The conversation and wine flowed in equal measure and in our relaxation we talked about all the things that couple's need to discuss but find hard to do within the daily rhythms of their lives. As it was this afternoon and has always been, your calm and clear view removed roadblocks, relieved pressures, and detailed more suitable alternatives for our life together. I smiled knowing this to be the gift you bring to our relationship, and as the afternoon slid into early evening, I marveled once again at how lucky I was to find you at the bottom of that escalator, in the roundabout, in Seattle, all those years ago.

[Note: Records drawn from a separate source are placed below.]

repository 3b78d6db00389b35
pub mod config;
pub mod database;
pub mod error;
pub mod extractor;
pub mod middleware;
pub mod openapi;
pub mod clock;
pub mod constants;
pub mod patch;
pub mod tree;
pub mod types;
pub mod validation;

#[cfg(test)]
pub mod test_helpers;
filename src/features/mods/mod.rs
//! Mod catalog feature.
//!
//! The catalog is a forest: each mod may name a parent that has to be
//! completed on a car before the mod unlocks. Writes here keep that parent
//! graph acyclic and free of dangling references.
//!
//! ## Endpoints
//!
//! | Method | Endpoint | Description |
//! |--------|----------|-------------|
//! | GET | `/api/mods` | List mods (`category`, `roots_only`, `tree`) |
//! | POST | `/api/mods` | Create mod |
//! | GET | `/api/mods/{id}` | Get mod |
//! | PATCH | `/api/mods/{id}` | Update mod |
//! | DELETE | `/api/mods/{id}` | Delete mod without children |
//! | GET | `/api/mods/{id}/children` | Direct children |

pub mod dtos;
pub mod handlers;
pub mod models;
pub mod repositories;
pub mod routes;
pub mod services;

pub use services::ModService;
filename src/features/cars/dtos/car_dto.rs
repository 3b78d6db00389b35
use chrono::{DateTime, Utc};
use serde::{Deserialize, Serialize};
use utoipa::{IntoParams, ToSchema};
use validator::Validate;

use crate::features::cars::models::Car;
use crate::shared::constants::{MAX_CAR_FIELD_LENGTH, MAX_CAR_YEAR, MIN_CAR_YEAR};
use crate::shared::patch::Patch;
use crate::shared::validation::{validate_not_blank, validate_url_patch};

/// Response DTO for a car
#[derive(Debug, Clone, Serialize, Deserialize, ToSchema)]
pub struct CarResponseDto {
    pub id: String,
    pub user_id: String,
    pub make: String,
    pub model: String,
    pub color: String,
    pub year: i32,
    pub image_url: Option<String>,
    pub created_at: DateTime<Utc>,
    pub updated_at: Option<DateTime<Utc>>,
}

impl From<Car> for CarResponseDto {
    fn from(car: Car) -> Self {
        Self {
            id: car.id,
            user_id: car.user_id,
            make: car.make,
            model: car.model,
            color: car.color,
            year: car.year,
            image_url: car.image_url,
            created_at: car.created_at,
            updated_at: car.updated_at,
        }
    }
}

/// Query params for listing cars
#[derive(Debug, Clone, Deserialize, IntoParams)]
#[into_params(parameter_in = Query)]
pub struct CarQueryParams {
    /// Owner whose garage to list
    pub user_id: String,
}

/// Request DTO for adding a car to a garage
#[derive(Debug, Clone, Deserialize, Validate, ToSchema)]
pub struct CreateCarDto {
    #[validate(length(min = 1), custom(function = "validate_not_blank"))]
    pub user_id: String,

    #[validate(
        length(min = 1, max = MAX_CAR_FIELD_LENGTH),
        custom(function = "validate_not_blank")
    )]
    pub make: String,

    #[validate(
        length(min = 1, max = MAX_CAR_FIELD_LENGTH),
        custom(function = "validate_not_blank")
    )]
    pub model: String,

    #[validate(
        length(min = 1, max = MAX_CAR_FIELD_LENGTH),
        custom(function = "validate_not_blank")
    )]
    pub color: String,

    #[validate(range(min = MIN_CAR_YEAR, max = MAX_CAR_YEAR))]
    pub year: i32,

    #[validate(url(message = "image_url must be a valid URL"))]
    pub image_url: Option<String>,
}

/// Request DTO for updating a car. `image_url: null` removes the photo.
#[derive(Debug, Clone, Default, Deserialize, Validate, ToSchema)]
pub struct UpdateCarDto {
    #[validate(
        length(min = 1, max = MAX_CAR_FIELD_LENGTH),
        custom(function = "validate_not_blank")
    )]
    pub make: Option<String>,

    #[validate(
        length(min = 1, max = MAX_CAR_FIELD_LENGTH),
        custom(function = "validate_not_blank")
    )]
    pub model: Option<String>,

    #[validate(
        length(min = 1, max = MAX_CAR_FIELD_LENGTH),
        custom(function = "validate_not_blank")
    )]
    pub color: Option<String>,

    #[validate(range(min = MIN_CAR_YEAR, max = MAX_CAR_YEAR))]
    pub year: Option<i32>,

    #[serde(default)]
    #[schema(value_type = Option<String>)]
    #[validate(custom(function = "validate_url_patch"))]
    pub image_url: Patch<String>,
}

impl UpdateCarDto {
    pub fn apply_to(self, mut current: Car, now: DateTime<Utc>) -> Car {
        if let Some(make) = self.make {
            current.make = make.trim().to_string();
        }
        if let Some(model) = self.model {
            current.model = model.trim().to_string();
        }
        if let Some(color) = self.color {
            current.color = color.trim().to_string();
        }
        if let Some(year) = self.year {
            current.year = year;
        }
        current.image_url = self.image_url.apply(current.image_url);
        current.updated_at = Some(now);
        current
    }
}

#[cfg(test)]
mod tests {
    use super::*;
    use chrono::TimeZone;

    fn stored_car() -> Car {
        Car {
            id: "car-1".to_string(),
            user_id: "user-1".to_string(),
            make: "Subaru".to_string(),
            model: "WRX".to_string(),
            color: "Blue".to_string(),
            year: 2019,
            image_url: Some("https://img.example.com/wrx.jpg".to_string()),
            created_at: Utc.with_ymd_and_hms(2024, 1, 1, 0, 0, 0).unwrap(),
            updated_at: None,
        }
    }

    #[test]
    fn test_create_rejects_out_of_range_year() {
        let dto: CreateCarDto = serde_json::from_value(serde_json::json!({
            "user_id": "user-1",
            "make": "Ford",
            "model": "Model T",
            "color": "Black",
            "year": 1800
        }))
        .unwrap();

        let errors = dto.validate().unwrap_err();
        assert!(errors.field_errors().contains_key("year"));
    }

    #[test]
    fn test_create_rejects_blank_make() {
        let dto: CreateCarDto = serde_json::from_value(serde_json::json!({
            "user_id": "user-1",
            "make": "   ",
            "model": "Civic",
            "color": "Red",
            "year": 2001
        }))
        .unwrap();

        assert!(dto.validate().is_err());
    }

    #[test]
    fn test_update_rejects_invalid_image_url() {
        let dto: UpdateCarDto =
            serde_json::from_value(serde_json::json!({ "image_url": "wrx.jpg" })).unwrap();
        let errors = dto.validate().unwrap_err();
        assert!(errors.field_errors().contains_key("image_url"));
    }

    #[test]
    fn test_update_clears_image_and_keeps_rest() {
        let now = Utc.with_ymd_and_hms(2024, 2, 1, 0, 0, 0).unwrap();
        let dto: UpdateCarDto =
            serde_json::from_value(serde_json::json!({ "color": "Red", "image_url": null }))
                .unwrap();

        let updated = dto.apply_to(stored_car(), now);

        assert_eq!(updated.color, "Red");
        assert_eq!(updated.make, "Subaru");
        assert_eq!(updated.year, 2019);
        assert!(updated.image_url.is_none());
        assert_eq!(updated.updated_at, Some(now));
    }
}
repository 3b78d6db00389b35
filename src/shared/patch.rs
use serde::{Deserialize, Deserializer, Serialize, Serializer};

/// Per-field update instruction for nullable columns.
///
/// Pair with `#[serde(default)]` so that an omitted field deserializes as
/// [`Patch::Unchanged`], an explicit `null` as [`Patch::Clear`] and any other
/// value as [`Patch::Set`]. This keeps "caller did not send the field" apart
/// from "caller wants the field cleared".
#[derive(Debug, Clone, PartialEq, Eq)]
pub enum Patch<T> {
    Unchanged,
    Clear,
    Set(T),
}

impl<T> Default for Patch<T> {
    fn default() -> Self {
        Patch::Unchanged
    }
}

impl<T> Patch<T> {
    /// Apply the patch on top of the current column value
    pub fn apply(self, current: Option<T>) -> Option<T> {
        match self {
            Patch::Unchanged => current,
            Patch::Clear => None,
            Patch::Set(value) => Some(value),
        }
    }

    /// The value being written, if any
    pub fn as_set(&self) -> Option<&T> {
        match self {
            Patch::Set(value) => Some(value),
            _ => None,
        }
    }
}

impl<T> From<Option<T>> for Patch<T> {
    fn from(value: Option<T>) -> Self {
        match value {
            Some(v) => Patch::Set(v),
            None => Patch::Clear,
        }
    }
}

impl<'de, T> Deserialize<'de> for Patch<T>
where
    T: Deserialize<'de>,
{
    fn deserialize<D>(deserializer: D) -> Result<Self, D::Error>
    where
        D: Deserializer<'de>,
    {
        Option::<T>::deserialize(deserializer).map(Patch::from)
    }
}

/// Mirrors the wire form: `Set` writes the value, everything else writes `null`
impl<T> Serialize for Patch<T>
where
    T: Serialize,
{
    fn serialize<S>(&self, serializer: S) -> Result<S::Ok, S::Error>
    where
        S: Serializer,
    {
        match self {
            Patch::Set(value) => serializer.serialize_some(value),
            _ => serializer.serialize_none(),
        }
    }
}
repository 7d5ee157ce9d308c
//! `ledgerpost-mail` — Statement dispatch: SMTP transport, append-only
//! audit log, optional dedup store, and the sequential run orchestrator.

pub mod audit;
pub mod dedup;
pub mod error;
pub mod run;
pub mod transport;

pub use audit::AuditLog;
pub use dedup::{DedupStore, NoopDedup, SqliteDedup};
pub use error::{AuditError, DedupError, DispatchError};
pub use run::{append_match_logs, Dispatcher, RunOutcome};
pub use transport::{MailTransport, OutgoingEmail, SmtpMailer};
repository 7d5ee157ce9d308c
//! `ledgerpost-io` — File I/O: workbook normalization, the party email
//! directory store, and xlsx exports.

pub mod auth;
pub mod directory;
pub mod error;
pub mod export;
pub mod normalize;

pub use auth::verify_secret;
pub use directory::{DirectoryStore, ImportOutcome};
pub use error::{AuthError, ExportError, SchemaError, StoreError};
pub use normalize::{normalize_workbook, NormalizedTables};
use chrono::NaiveDate;

use ledgerpost_recon::config::{MatchKey, RowPolicy};
use ledgerpost_recon::matcher::{match_parties, MatchOptions};
use ledgerpost_recon::model::{NoteRow, PartyContact, PaymentRow, SheetVariant, SkipReason};
use ledgerpost_recon::render::{render, StatementBody};

fn payment(code: &str, name: &str, invoice: &str, debit: i64, net: i64) -> PaymentRow {
    PaymentRow {
        party_code: code.into(),
        party_name: name.into(),
        invoice_no: invoice.into(),
        purchase_date: NaiveDate::from_ymd_opt(2025, 1, 10),
        total_invoice_cents: net + debit,
        debit_cents: debit,
        net_cents: net,
        bank_payment_cents: net,
        payment_date: NaiveDate::from_ymd_opt(2025, 2, 10),
        debit_note_ref: None,
        transaction_type: None,
        advice_no: None,
        seller_advice_no: None,
    }
}

fn contact(code: &str, name: &str, emails: &[&str]) -> PartyContact {
    PartyContact {
        party_code: code.into(),
        party_name: name.into(),
        to_emails: emails.iter().map(|e| e.to_string()).collect(),
        cc_emails: vec![],
    }
}

fn options() -> MatchOptions {
    MatchOptions::new(MatchKey::PartyCode, RowPolicy::CrossCheck)
}

// -------------------------------------------------------------------------
// Match-to-statement pipeline
// -------------------------------------------------------------------------

#[test]
fn ready_party_renders_to_statement() {
    let payments = vec![
        payment("P1", "Alpha Corp", "INV001", 0, 950000),
        payment("P1", "Alpha Corp", "INV002", 0, 2000000),
    ];
    let directory = vec![contact("P1", "Alpha Corp", &["a@x.com"])];

    let report = match_parties(&payments, &[], &directory, &options());
    assert_eq!(report.ready.len(), 1);

    let statement = render(&report.ready[0], SheetVariant::Legacy);
    assert_eq!(statement.party_name, "Alpha Corp");
    let StatementBody::Legacy { lines, totals } = &statement.body else {
        panic!("expected legacy body");
    };
    assert_eq!(lines.len(), 2);
    assert_eq!(totals.net_cents, 2950000);

    let html = statement.to_html();
    assert!(html.contains("Dear Alpha Corp"));
    assert!(html.contains("INV001"));
    assert!(html.contains("29500.00"));
}

#[test]
fn debit_consistency_invariant_holds() {
    // A party is never READY when payment debits and positive notes
    // disagree by more than one cent, regardless of row policy.
    let payments = vec![payment("P2", "Beta Ltd", "INV010", 50000, 100000)];
    let notes = vec![NoteRow {
        party_code: "P2".into(),
        party_name: "Beta Ltd".into(),
        date: None,
        reference_no: "DN001".into(),
        amount_cents: 40000,
    }];
    let directory = vec![contact("P2", "Beta Ltd", &["b@x.com"])];

    for policy in [RowPolicy::CrossCheck, RowPolicy::IncludeAll] {
        let opts = MatchOptions::new(MatchKey::PartyCode, policy);
        let report = match_parties(&payments, &notes, &directory, &opts);
        assert!(report.ready.is_empty());
        assert!(matches!(
            report.skips[0].reason,
            SkipReason::DebitMismatch { .. }
        ));
    }
}

#[test]
fn missing_contact_invariant_holds_per_key() {
    let payments = vec![
        payment("P3", "Gamma", "INV020", 0, 1000),
        payment("P3", "Gamma", "INV021", 0, 2000),
        payment("P4", "Delta", "INV022", 0, 3000),
    ];
    let directory = vec![contact("P4", "Delta", &[""])];

    let report = match_parties(&payments, &[], &directory, &options());
    // Each missing key appears exactly once, regardless of match outcome.
    assert_eq!(report.missing_contacts.len(), 2);
    assert_eq!(report.missing_contacts[0].key, "P3");
    assert_eq!(report.missing_contacts[0].payment_rows, 2);
    assert_eq!(report.missing_contacts[1].key, "P4");
    // P4 has a directory entry with no usable address: it surfaces here and
    // also drives the per-party loop (where it is READY).
    assert_eq!(report.ready.len(), 1);
    assert_eq!(report.ready[0].party_code, "P4");
}

#[test]
fn report_serializes_to_json() {
    let payments = vec![payment("P5", "Epsilon", "INV030", 0, 1000)];
    let directory = vec![contact("P5", "Epsilon", &["e@x.com"])];
    let report = match_parties(&payments, &[], &directory, &options());

    let json = serde_json::to_value(&report).unwrap();
    assert_eq!(json["ready"][0]["party_code"], "P5");
    assert_eq!(json["ready"][0]["payments"][0]["invoice_no"], "INV030");
    assert!(json["skips"].as_array().unwrap().is_empty());
}

#[test]
fn determinism_across_repeated_runs() {
    let payments = vec![
        payment("P6", "Zeta", "INV040", 10000, 90000),
        payment("P7", "Eta", "INV041", 0, 5000),
    ];
    let notes = vec![NoteRow {
        party_code: "P6".into(),
        party_name: "Zeta".into(),
        date: None,
        reference_no: "DN010".into(),
        amount_cents: 10000,
    }];
    let directory = vec![
        contact("P6", "Zeta", &["z@x.com"]),
        contact("P7", "Eta", &["h@x.com"]),
    ];

    let a = serde_json::to_string(&match_parties(&payments, &notes, &directory, &options())).unwrap();
    let b = serde_json::to_string(&match_parties(&payments, &notes, &directory, &options())).unwrap();
    assert_eq!(a, b);
}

Before long we were headed to the gallery and the opening. What struck me on this night of honors and substantiation was how vital it is to have witnesses that believe in and share the joy with you. I noticed it first with the man sitting on the steps head in hand and wondered what he might be feeling amidst all these creative people trying to make their way to an artist's life. Was he there to celebrate someone? I noticed the father and daughters who were so proud of their mother's work, work featured in the window of the gallery, that they stood in the blinding evening sun to take her photograph. In his hands iPhones and Barbie dolls, his daughter touching the glass barrier between her mother and her, the mother wearing the simple name badge that confirmed her as a contributor to the show. This scene I take in and digest while considering the profundity by which you have supported me through my photographic life. Afterall, it was you who put the first camera in my hand, patiently looked at photo after photo, and encouraged me on those rainy mornings to get out of bed and go out with my camera.
On this night, all come together in a cocktail of accolades and appreciation for which I am humbled by the deep understanding that none of this would have happened without you as my life partner.